Musk says he’d reverse Trump’s Twitter ban
Elon Musk said Tuesday that he will reverse former President Trump’s ban from Twitter if his acquisition of the platform is completed.
“I think it was a morally bad decision, to be clear, and foolish in the extreme,” said Musk, the CEO of Tesla, while speaking at the Financial Times’s “Future of the Car” event.
“I do think it was not correct to ban Donald Trump.
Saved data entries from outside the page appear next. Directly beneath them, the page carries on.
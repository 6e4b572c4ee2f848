use super::operators::LikeShape;
use super::path::FieldPath;
use super::predicate::{Comparator, Predicate};
use crate::validation::CompileReport;

/// Free-text search over a list of fields.
#[derive(Debug, Clone, Default, PartialEq, Eq)]
pub struct SearchSpec {
    pub term: String,
    /// Explicit per-request fields; empty means "use the defaults"
    pub fields: Vec<String>,
}

/// Turns a search term into an OR of case-insensitive substring matches.
pub struct SearchCompiler {
    max_length: usize,
    max_fields: usize,
}

impl SearchCompiler {
    #[must_use]
    pub fn new(max_length: usize) -> Self {
        Self {
            max_length,
            max_fields: usize::MAX,
        }
    }

    /// Fail the request when it names more than `max` distinct fields.
    /// Server-side defaults are not counted.
    #[must_use]
    pub fn with_max_fields(mut self, max: usize) -> Self {
        self.max_fields = max;
        self
    }

    /// Compile `spec`, falling back to `default_fields` when it names none.
    ///
    /// Returns `None` (no predicate contributed) when the term is blank or no
    /// field can be resolved. A search that cannot say *where* to look is
    /// ignored rather than matching everything or failing the request.
    pub fn compile(
        &self,
        spec: &SearchSpec,
        default_fields: &[String],
        report: &mut CompileReport,
    ) -> Option<Predicate> {
        let term = spec.term.trim();
        if term.is_empty() {
            return None;
        }

        let fields = if spec.fields.is_empty() {
            default_fields
        } else {
            let mut requested: Vec<&str> = spec.fields.iter().map(String::as_str).collect();
            requested.sort_unstable();
            requested.dedup();
            if requested.len() > self.max_fields {
                report.fatal(
                    "searchFields",
                    format!("{} fields exceed the limit of {}", requested.len(), self.max_fields),
                );
                return None;
            }
            spec.fields.as_slice()
        };
        if fields.is_empty() {
            tracing::debug!(term = %term, "Search term ignored: no search fields configured");
            return None;
        }

        let term: String = term.chars().take(self.max_length).collect();
        let pattern = LikeShape::Contains.pattern(&term);

        let mut seen: Vec<&str> = Vec::with_capacity(fields.len());
        let mut branches = Vec::with_capacity(fields.len());
        for raw in fields {
            if seen.contains(&raw.as_str()) {
                continue;
            }
            seen.push(raw);
            match FieldPath::parse(raw) {
                Ok(path) => branches.push(Predicate::leaf(
                    path,
                    Comparator::Like {
                        pattern: pattern.clone(),
                        case_insensitive: true,
                    },
                )),
                Err(reason) => report.drop(format!("searchFields.{raw}"), reason),
            }
        }

        let predicate = Predicate::any(branches);
        if predicate.is_none() {
            tracing::debug!(term = %term, "Search term ignored: no valid search fields");
        }
        predicate
    }
}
I think that was a mistake,” he added. “It alienated a large part of the country and did not ultimately result in Donald Trump not having a voice.”
Twitter permanently banned Trump shortly after the Jan. 6, 2021, insurrection at the Capitol, saying that the then-president’s posts on the platform could encourage more violence.
Musk and Twitter agreed to a deal for the Tesla CEO to buy all outstanding shares of the company in a deal worth roughly $44 billion late last month.
Some civil society groups warned early on that Musk’s purchase of the platform could mean Trump’s return given the tech billionaire’s stated commitment to free speech absolutism.
Trump said shortly after Musk’s deal to buy Twitter was confirmed that he would not return to the platform even if invited back on.
The former president, who boasted over 80 million followers on Twitter, has said that he will instead stay on the social media platform launched by his media company, Truth Social.
Trump has recently become more active on that platform, sharing “truths” with his 2.66 million followers there.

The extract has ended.